Start of Provided data
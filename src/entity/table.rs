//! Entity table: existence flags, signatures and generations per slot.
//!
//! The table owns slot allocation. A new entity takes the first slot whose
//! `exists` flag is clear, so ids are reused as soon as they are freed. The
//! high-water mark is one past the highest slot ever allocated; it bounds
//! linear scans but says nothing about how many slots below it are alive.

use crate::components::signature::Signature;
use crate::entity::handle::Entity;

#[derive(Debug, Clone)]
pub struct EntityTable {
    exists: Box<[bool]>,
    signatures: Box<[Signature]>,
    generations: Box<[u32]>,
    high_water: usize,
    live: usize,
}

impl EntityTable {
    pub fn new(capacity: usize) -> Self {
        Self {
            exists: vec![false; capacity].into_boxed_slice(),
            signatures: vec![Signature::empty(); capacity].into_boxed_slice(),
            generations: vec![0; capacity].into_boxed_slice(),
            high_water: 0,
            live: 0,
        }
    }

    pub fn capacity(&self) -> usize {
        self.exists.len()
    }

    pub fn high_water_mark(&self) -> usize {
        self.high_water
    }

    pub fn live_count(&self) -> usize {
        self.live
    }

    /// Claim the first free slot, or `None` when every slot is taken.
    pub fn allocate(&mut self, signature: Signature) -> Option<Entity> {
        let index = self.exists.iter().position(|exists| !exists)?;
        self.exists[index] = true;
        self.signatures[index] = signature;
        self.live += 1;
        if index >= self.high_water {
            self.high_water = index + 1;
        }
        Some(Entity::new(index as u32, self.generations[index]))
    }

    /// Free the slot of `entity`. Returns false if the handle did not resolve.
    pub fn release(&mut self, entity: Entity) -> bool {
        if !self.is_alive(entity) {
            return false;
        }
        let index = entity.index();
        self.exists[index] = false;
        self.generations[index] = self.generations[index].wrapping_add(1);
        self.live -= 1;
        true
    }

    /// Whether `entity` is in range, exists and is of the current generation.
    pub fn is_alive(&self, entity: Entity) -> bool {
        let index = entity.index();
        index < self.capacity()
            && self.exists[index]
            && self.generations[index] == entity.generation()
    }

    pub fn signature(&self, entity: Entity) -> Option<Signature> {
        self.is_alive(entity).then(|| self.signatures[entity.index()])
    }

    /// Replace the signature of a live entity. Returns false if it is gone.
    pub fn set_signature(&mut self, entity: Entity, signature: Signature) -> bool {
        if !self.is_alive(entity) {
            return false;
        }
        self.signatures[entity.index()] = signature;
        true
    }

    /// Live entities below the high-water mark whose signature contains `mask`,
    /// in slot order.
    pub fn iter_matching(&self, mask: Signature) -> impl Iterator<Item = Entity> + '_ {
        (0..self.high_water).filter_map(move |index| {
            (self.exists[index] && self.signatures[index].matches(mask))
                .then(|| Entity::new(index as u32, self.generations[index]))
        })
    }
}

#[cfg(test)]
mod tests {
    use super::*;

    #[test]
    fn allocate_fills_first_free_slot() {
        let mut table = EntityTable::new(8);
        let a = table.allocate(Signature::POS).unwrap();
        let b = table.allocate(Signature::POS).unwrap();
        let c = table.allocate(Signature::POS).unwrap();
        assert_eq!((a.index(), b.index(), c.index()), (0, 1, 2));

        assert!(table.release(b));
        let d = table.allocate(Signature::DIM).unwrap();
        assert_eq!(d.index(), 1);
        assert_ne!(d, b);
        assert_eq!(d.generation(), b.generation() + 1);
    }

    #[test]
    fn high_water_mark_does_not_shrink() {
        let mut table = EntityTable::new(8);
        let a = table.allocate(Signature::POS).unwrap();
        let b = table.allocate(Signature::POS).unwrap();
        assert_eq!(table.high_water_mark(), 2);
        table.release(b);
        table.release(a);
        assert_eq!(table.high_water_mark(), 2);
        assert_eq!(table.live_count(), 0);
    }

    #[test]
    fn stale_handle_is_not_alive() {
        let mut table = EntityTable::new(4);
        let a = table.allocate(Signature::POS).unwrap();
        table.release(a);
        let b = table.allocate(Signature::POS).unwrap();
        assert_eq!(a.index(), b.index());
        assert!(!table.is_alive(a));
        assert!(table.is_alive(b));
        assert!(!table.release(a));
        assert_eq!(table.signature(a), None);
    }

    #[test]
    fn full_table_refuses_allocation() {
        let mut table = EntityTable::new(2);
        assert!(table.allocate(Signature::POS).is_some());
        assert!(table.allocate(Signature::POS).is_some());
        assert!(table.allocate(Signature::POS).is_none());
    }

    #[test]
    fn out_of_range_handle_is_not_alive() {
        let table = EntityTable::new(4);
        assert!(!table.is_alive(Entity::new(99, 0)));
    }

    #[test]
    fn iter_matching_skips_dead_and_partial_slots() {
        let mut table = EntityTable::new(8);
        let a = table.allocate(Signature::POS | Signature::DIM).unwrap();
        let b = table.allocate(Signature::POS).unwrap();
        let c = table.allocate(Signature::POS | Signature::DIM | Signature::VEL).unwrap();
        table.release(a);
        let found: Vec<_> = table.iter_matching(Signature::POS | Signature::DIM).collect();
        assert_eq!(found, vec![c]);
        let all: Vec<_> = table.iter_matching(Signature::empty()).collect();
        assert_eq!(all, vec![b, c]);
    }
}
End of Provided data
* _Exercise instructions_: In the listing, find every line with the word "Option" and return it.

* _Answer box_:
    pub fn allocate(&mut self, signature: Signature) -> Option<Entity> {
    pub fn signature(&self, entity: Entity) -> Option<Signature> {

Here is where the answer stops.